Roque, sin decir nada, echó mano a las riendas del caballo.
—¿Hay alguna enemistad entre Lorenzana y tú? —preguntó Mariana al cabo de un momento.
—¿Enemistad? ¿Por qué se te ha ocurrido eso? ¿Te ha dicho algo desagradable?
—¡No, no! Ha estado muy amable… y galante. Pero me ha dicho que tú acabarás comprando todas sus tierras y destinando su pazo a granero.
—¡Qué tontería! —dijo Roque, despectivo.
—Está arruinado, ¿verdad?
—¡Nada de eso! Tiene muy buenas tierras, aunque hipotecadas. Si las cultivara bien y se apretase un poco el cinturón, podría rescatarlas fácilmente. Pero es un indolente y un despilfarrador. Se pasa la mitad del año lejos de aquí, dedicado a la buena vida y dejando sus bienes en manos de mayordomos.
—Su familia ha sido muy importante, ¿verdad?
—Lo ha sido y lo es. Tomás no es tan rico como sus abuelos, pero sigue siendo el marqués de Lorenzana, uno de los primeros personajes de Galicia.

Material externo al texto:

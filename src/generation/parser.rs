//! JSON recovery from model text.
//!
//! Attempts, in order: the whole trimmed text, the first fenced block tagged
//! `json`, then the span from the first `{` to the last `}`.

use regex::Regex;
use serde_json::Value;
use std::sync::LazyLock;
use thiserror::Error;

static JSON_FENCE: LazyLock<Regex> =
    LazyLock::new(|| Regex::new(r"(?is)```json[ \t]*\r?\n?(.*?)```").expect("valid regex"));

/// Model text that yields no JSON.
#[derive(Debug, Clone, PartialEq, Eq, Error)]
pub enum ParseError {
    #[error("Model returned no text content")]
    Empty,

    #[error("Could not extract a JSON object from model output: {0}")]
    NoJson(String),
}

/// Recover a JSON value from arbitrary model text.
pub fn extract_json(raw: &str) -> Result<Value, ParseError> {
    let text = raw.trim();
    if text.is_empty() {
        return Err(ParseError::Empty);
    }

    let direct_error = match serde_json::from_str::<Value>(text) {
        Ok(value) => return Ok(value),
        Err(e) => e,
    };

    if let Some(body) = JSON_FENCE.captures(text).and_then(|c| c.get(1)) {
        if let Ok(value) = serde_json::from_str::<Value>(body.as_str().trim()) {
            return Ok(value);
        }
    }

    if let (Some(start), Some(end)) = (text.find('{'), text.rfind('}')) {
        if end > start {
            if let Ok(value) = serde_json::from_str::<Value>(&text[start..=end]) {
                return Ok(value);
            }
        }
    }

    Err(ParseError::NoJson(direct_error.to_string()))
}
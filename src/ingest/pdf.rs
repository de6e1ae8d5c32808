//! PDF text extraction capability.
//!
//! The ingestor only sees the `PdfTextExtractor` trait; the default backend is
//! `pdf-extract`, and tests swap in fakes.

use thiserror::Error;

/// Extraction failure. Fatal for fetched links, recoverable for inline uploads.
#[derive(Debug, Error)]
#[error("{0}")]
pub struct PdfError(pub String);

/// Turns PDF bytes into text.
pub trait PdfTextExtractor: Send + Sync {
    fn extract_text(&self, bytes: &[u8]) -> Result<String, PdfError>;
}

/// Default backend built on the `pdf-extract` crate.
#[derive(Debug, Clone, Copy, Default)]
pub struct PdfExtractBackend;

impl PdfTextExtractor for PdfExtractBackend {
    fn extract_text(&self, bytes: &[u8]) -> Result<String, PdfError> {
        // pdf-extract panics on some malformed documents
        match std::panic::catch_unwind(|| pdf_extract::extract_text_from_mem(bytes)) {
            Ok(Ok(text)) => Ok(text),
            Ok(Err(e)) => Err(PdfError(e.to_string())),
            Err(_) => Err(PdfError("PDF parser panicked on malformed input".to_string())),
        }
    }
}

—¿De veras? Pues parece un hombre muy sencillo, nada encopetado.
Roque alzó los hombros, sonriendo.
—¿Para qué necesita darse importancia? Se la dan los demás sin que él tenga que molestarse. Pero no creas que olvida por un instante quién es ni la distancia que le separa de los simples mortales… ¡No perdáis tiempo, que no sobra! —Roque se volvió de pronto a los obreros, que habían hecho un alto para mirar a Mariana—. ¡Yo vuelvo luego!